WORK ORDER:
Copy nothing from the entries below except the lines from the one containing "use std::time::Duration;" through the one containing "use crate::stream::StreamParser;", and copy those exactly.

DATA RECORDS:
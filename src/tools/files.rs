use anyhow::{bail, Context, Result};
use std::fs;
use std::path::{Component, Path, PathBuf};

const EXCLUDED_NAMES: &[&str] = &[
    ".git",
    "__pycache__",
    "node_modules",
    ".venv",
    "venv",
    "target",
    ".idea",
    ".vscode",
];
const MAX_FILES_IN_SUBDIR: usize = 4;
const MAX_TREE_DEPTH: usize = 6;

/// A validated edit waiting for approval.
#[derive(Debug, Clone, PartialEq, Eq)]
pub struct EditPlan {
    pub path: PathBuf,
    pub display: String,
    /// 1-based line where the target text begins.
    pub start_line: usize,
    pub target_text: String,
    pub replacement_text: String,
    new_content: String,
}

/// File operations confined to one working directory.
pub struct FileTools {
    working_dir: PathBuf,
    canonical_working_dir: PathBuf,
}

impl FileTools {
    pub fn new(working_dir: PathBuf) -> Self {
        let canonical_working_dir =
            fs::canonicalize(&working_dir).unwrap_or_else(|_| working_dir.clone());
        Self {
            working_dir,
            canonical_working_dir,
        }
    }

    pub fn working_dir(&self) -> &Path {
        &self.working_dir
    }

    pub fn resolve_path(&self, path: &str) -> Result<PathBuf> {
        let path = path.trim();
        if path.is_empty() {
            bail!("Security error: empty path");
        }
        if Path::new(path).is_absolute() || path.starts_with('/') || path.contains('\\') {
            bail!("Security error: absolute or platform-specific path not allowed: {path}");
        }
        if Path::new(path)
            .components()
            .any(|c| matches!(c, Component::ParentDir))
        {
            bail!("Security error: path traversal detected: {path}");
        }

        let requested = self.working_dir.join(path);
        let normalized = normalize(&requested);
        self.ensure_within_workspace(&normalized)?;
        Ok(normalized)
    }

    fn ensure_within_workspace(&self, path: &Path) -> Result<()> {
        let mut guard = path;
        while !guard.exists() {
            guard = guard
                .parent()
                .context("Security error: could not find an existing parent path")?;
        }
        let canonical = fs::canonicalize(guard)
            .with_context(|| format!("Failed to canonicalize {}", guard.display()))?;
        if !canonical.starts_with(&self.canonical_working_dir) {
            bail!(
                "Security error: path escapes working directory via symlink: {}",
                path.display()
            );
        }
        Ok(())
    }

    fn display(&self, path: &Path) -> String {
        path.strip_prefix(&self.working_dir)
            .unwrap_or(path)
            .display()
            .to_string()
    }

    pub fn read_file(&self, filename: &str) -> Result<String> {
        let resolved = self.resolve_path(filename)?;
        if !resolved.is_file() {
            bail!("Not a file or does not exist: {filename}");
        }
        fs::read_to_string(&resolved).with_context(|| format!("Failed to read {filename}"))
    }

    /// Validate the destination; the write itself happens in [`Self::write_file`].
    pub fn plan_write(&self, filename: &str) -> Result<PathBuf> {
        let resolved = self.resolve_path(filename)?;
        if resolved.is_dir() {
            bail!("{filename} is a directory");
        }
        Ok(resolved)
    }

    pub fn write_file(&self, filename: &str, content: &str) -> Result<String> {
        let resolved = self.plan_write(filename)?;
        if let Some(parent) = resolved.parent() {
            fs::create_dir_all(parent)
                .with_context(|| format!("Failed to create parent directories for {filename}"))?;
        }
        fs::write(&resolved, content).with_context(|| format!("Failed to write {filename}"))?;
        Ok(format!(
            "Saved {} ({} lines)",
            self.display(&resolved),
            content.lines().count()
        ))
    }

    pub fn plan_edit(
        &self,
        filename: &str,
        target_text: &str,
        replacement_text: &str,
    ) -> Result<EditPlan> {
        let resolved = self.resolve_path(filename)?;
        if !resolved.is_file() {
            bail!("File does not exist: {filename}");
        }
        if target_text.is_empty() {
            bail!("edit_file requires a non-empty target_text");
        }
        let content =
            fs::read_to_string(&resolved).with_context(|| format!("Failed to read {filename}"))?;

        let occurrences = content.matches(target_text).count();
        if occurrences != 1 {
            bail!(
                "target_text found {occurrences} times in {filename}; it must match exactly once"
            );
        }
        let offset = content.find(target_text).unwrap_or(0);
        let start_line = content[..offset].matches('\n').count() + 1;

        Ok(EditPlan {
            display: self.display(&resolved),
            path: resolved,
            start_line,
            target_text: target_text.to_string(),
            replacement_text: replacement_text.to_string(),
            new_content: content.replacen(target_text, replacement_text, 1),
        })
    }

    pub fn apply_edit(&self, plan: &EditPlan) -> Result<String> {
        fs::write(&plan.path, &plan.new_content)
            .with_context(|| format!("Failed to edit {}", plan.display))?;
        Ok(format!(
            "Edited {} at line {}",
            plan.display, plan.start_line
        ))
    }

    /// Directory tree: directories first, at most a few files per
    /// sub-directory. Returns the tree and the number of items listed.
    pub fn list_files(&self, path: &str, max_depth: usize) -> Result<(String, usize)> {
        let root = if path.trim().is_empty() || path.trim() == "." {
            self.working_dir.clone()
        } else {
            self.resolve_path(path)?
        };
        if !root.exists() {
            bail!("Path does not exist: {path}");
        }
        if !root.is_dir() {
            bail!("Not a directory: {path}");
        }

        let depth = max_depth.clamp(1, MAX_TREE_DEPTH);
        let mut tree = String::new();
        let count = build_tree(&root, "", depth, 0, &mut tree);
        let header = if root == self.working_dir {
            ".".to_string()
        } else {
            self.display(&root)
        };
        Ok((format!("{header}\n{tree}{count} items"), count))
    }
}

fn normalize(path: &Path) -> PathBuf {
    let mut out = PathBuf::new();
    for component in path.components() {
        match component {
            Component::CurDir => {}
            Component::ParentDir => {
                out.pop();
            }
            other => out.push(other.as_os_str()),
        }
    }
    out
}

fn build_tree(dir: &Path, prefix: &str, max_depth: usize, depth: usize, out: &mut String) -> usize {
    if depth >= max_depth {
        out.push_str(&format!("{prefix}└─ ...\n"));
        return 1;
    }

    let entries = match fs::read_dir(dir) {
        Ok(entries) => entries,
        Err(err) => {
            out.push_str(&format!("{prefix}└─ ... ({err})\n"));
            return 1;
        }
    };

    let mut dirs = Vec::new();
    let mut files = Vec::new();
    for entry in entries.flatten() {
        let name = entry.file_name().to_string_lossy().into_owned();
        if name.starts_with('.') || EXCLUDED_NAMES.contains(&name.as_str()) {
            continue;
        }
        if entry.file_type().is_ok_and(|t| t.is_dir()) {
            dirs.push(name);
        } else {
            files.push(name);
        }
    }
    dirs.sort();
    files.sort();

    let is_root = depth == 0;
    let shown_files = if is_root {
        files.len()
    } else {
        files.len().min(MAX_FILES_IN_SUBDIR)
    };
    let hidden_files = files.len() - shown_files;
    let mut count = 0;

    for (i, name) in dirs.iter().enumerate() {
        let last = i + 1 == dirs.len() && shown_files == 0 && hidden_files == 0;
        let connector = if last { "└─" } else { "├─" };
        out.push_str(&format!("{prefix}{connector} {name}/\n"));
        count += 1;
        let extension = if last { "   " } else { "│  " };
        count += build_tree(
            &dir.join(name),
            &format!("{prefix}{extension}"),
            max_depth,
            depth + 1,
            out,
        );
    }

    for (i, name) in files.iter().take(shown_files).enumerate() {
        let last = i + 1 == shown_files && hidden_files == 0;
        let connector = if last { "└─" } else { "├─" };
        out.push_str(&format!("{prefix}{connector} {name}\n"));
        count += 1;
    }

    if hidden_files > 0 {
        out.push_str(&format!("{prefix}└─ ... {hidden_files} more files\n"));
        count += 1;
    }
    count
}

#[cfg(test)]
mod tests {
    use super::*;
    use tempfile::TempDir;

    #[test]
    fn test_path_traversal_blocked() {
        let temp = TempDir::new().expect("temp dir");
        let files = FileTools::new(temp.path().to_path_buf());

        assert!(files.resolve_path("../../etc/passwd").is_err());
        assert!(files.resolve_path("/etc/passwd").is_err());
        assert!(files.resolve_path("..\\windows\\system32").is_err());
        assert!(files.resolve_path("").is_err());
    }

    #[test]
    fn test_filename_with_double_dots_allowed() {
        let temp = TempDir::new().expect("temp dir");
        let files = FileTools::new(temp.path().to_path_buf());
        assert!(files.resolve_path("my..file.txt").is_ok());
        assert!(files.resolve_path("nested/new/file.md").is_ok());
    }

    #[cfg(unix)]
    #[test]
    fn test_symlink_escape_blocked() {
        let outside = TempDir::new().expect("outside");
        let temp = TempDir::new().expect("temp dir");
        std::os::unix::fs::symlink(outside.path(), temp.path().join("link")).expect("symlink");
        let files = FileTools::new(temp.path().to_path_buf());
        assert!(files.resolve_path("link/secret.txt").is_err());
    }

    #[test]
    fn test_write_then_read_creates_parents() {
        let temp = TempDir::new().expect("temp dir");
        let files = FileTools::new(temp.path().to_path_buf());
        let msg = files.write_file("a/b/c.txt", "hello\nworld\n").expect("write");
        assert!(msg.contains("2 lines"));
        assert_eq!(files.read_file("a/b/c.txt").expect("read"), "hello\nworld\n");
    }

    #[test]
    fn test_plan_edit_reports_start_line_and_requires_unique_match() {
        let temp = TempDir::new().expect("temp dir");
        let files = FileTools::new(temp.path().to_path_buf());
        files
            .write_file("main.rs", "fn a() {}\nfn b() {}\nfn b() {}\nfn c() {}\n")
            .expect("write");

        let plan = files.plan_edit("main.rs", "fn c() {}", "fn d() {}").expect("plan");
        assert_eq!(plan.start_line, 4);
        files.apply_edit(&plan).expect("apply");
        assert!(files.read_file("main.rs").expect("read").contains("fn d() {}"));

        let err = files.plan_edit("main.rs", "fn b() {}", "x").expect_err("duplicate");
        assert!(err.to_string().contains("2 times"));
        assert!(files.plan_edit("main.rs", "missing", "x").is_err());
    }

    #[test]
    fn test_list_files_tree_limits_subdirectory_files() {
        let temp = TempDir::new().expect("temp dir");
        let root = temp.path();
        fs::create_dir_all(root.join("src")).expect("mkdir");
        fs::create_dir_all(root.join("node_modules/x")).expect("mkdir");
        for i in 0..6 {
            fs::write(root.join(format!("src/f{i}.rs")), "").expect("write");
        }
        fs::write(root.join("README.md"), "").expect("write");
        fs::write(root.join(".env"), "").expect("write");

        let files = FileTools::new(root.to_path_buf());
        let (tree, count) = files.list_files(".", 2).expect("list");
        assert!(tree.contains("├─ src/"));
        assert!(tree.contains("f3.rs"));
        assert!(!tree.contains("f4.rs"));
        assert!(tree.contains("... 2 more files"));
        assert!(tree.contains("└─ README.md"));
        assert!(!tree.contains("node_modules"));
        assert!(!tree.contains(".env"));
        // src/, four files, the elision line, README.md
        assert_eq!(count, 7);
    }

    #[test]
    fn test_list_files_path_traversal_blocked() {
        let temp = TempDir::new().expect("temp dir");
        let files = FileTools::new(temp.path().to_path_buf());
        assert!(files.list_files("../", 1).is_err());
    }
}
* * *
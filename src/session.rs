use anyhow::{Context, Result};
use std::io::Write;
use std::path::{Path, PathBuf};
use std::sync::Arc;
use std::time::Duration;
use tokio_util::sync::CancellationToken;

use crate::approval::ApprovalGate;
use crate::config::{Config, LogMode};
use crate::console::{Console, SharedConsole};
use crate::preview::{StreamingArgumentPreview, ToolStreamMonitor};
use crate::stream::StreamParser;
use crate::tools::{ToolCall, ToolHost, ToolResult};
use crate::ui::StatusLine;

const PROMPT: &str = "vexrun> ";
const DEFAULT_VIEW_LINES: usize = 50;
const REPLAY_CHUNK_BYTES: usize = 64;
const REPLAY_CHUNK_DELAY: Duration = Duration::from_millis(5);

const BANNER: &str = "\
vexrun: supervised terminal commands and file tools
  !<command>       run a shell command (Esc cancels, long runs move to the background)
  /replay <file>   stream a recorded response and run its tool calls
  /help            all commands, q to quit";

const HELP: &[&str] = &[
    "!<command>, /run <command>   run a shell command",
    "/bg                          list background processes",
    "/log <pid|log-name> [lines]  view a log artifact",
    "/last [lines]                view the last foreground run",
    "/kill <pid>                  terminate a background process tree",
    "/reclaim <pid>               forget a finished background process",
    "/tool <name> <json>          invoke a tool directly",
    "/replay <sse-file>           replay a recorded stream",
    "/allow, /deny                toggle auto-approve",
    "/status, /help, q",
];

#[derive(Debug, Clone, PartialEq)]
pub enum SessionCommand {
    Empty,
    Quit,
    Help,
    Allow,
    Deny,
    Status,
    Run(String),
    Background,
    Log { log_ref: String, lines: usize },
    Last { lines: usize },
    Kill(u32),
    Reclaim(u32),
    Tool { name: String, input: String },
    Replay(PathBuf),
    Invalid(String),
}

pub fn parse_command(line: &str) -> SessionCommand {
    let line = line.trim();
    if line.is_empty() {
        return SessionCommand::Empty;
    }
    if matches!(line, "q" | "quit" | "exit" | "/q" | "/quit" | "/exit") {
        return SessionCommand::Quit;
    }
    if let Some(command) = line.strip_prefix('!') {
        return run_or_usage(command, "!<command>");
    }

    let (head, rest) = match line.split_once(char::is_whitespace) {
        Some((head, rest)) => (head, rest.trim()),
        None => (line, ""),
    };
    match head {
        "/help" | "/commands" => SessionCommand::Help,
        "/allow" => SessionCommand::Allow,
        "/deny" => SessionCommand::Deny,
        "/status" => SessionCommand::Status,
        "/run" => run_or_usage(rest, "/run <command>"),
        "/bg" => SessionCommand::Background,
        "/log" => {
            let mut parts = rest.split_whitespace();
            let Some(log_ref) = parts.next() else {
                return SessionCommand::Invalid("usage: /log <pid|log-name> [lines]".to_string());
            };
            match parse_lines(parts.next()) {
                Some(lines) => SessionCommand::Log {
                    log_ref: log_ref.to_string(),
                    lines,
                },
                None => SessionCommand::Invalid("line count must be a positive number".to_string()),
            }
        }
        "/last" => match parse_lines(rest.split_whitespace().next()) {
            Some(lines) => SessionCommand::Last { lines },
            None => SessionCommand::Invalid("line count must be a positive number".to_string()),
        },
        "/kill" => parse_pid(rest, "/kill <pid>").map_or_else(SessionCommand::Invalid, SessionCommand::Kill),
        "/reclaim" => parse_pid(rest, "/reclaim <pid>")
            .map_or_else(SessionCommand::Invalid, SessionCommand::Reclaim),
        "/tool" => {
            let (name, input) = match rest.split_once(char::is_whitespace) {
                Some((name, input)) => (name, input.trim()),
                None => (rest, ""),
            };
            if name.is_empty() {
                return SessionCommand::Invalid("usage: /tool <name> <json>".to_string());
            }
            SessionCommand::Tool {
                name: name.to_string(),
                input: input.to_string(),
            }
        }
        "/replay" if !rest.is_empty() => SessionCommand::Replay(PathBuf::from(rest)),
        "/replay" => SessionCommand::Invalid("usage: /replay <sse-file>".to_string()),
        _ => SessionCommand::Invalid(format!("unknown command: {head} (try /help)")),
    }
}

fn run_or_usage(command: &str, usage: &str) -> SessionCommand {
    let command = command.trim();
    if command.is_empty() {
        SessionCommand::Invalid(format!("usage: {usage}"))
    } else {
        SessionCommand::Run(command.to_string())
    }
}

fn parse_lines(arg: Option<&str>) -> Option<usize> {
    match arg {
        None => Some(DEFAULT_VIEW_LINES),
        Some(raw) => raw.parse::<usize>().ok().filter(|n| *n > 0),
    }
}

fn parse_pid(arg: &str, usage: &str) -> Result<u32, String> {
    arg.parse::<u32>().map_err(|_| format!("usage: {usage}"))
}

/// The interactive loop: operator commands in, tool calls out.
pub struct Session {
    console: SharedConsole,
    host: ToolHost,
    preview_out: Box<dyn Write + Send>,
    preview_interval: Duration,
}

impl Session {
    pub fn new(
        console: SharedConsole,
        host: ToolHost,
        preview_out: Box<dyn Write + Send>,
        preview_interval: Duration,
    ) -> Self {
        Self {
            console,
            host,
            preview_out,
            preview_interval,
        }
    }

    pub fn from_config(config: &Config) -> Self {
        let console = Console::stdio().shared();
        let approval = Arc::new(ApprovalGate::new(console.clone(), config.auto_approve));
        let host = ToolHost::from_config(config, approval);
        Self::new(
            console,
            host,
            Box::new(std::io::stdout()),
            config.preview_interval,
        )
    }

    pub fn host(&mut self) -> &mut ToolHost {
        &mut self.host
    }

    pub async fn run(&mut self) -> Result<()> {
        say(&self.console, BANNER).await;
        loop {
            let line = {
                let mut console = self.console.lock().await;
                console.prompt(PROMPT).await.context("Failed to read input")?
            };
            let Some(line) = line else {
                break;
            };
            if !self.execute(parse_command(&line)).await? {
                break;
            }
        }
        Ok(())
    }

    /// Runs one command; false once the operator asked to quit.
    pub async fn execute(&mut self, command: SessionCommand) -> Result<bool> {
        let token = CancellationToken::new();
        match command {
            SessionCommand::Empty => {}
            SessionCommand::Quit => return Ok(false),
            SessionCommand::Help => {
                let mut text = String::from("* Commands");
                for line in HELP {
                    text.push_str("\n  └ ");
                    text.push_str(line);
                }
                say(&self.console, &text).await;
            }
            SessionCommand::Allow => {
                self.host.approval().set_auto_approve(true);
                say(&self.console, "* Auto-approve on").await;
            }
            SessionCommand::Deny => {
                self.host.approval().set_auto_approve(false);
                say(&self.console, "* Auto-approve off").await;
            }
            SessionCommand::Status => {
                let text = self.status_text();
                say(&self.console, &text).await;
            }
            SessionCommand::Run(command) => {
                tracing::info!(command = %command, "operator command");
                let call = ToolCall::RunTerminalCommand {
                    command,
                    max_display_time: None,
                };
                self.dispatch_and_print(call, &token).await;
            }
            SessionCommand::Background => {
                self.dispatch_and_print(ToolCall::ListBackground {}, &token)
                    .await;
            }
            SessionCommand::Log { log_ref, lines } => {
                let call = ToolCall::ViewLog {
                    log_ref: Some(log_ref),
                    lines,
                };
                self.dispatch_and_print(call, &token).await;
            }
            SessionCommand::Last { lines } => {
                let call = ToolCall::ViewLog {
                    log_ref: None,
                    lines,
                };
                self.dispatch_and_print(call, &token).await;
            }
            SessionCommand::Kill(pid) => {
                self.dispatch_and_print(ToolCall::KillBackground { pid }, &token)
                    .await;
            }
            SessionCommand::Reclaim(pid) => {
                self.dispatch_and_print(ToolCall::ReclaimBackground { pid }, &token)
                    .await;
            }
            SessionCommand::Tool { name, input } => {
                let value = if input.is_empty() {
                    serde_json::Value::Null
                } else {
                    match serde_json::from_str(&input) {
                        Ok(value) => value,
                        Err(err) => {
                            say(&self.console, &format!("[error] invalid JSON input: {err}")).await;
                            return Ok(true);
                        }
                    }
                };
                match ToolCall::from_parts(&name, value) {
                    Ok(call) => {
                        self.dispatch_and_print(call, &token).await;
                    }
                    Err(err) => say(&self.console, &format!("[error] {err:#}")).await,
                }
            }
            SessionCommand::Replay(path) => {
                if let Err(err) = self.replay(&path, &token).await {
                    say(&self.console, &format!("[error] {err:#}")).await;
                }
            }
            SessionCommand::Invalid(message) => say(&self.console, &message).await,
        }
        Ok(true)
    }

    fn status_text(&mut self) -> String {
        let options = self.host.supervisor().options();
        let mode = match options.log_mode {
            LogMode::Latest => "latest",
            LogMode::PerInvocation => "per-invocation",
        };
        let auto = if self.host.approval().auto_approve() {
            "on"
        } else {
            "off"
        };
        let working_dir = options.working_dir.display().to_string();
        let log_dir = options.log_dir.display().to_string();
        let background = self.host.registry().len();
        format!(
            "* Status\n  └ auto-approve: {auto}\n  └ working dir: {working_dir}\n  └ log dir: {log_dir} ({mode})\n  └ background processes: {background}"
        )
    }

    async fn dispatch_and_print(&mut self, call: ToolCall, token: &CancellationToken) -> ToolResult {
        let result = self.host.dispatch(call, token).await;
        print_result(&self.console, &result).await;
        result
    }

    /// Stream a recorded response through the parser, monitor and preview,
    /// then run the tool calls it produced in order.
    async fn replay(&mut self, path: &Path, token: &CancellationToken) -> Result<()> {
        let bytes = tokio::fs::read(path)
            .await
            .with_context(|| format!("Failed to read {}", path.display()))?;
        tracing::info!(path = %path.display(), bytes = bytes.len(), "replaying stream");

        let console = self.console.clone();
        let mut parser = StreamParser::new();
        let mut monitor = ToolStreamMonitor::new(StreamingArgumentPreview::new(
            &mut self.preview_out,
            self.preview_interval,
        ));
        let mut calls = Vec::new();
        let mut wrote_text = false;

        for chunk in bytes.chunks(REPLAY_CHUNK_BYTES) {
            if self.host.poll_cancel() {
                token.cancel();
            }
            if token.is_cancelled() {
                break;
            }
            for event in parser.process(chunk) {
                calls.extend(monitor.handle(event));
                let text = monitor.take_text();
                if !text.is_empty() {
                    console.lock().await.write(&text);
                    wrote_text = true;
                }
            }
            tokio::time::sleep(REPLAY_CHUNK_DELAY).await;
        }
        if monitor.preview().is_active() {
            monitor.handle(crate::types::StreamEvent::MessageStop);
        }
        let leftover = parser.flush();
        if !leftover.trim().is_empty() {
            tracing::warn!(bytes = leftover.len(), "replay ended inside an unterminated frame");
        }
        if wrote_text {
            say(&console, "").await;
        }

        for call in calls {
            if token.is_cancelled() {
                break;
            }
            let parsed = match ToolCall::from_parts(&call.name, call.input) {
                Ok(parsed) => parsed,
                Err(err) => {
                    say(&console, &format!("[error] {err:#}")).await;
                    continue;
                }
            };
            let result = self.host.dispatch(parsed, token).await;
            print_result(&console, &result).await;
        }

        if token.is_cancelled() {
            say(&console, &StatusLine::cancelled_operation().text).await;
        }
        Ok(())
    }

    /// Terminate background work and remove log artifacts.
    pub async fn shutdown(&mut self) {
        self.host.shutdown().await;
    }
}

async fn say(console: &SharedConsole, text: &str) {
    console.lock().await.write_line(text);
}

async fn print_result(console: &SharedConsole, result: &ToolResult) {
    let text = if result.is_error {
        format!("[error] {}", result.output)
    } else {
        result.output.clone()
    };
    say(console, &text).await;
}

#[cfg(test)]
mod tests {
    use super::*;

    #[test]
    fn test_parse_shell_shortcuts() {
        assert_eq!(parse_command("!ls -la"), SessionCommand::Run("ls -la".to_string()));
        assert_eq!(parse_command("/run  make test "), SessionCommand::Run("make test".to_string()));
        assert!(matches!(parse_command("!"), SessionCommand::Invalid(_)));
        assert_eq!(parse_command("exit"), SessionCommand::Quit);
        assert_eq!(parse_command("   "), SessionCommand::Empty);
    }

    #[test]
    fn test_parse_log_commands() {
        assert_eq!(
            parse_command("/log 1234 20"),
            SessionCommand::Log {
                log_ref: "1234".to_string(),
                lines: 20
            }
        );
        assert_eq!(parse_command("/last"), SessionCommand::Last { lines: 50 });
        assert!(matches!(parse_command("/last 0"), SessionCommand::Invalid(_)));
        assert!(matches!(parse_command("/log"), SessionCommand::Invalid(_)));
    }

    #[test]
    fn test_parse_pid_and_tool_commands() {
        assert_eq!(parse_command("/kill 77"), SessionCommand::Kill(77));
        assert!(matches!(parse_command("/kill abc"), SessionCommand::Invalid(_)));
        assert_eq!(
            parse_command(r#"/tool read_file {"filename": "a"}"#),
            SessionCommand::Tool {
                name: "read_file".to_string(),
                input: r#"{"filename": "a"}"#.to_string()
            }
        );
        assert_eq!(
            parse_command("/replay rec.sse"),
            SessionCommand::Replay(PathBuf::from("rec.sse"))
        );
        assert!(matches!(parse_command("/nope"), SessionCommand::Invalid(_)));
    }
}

RESPONSE BELOW:
use std::time::Duration;
use tokio_util::sync::CancellationToken;

use crate::approval::ApprovalGate;
use crate::config::{Config, LogMode};
use crate::console::{Console, SharedConsole};
use crate::preview::{StreamingArgumentPreview, ToolStreamMonitor};
use crate::stream::StreamParser;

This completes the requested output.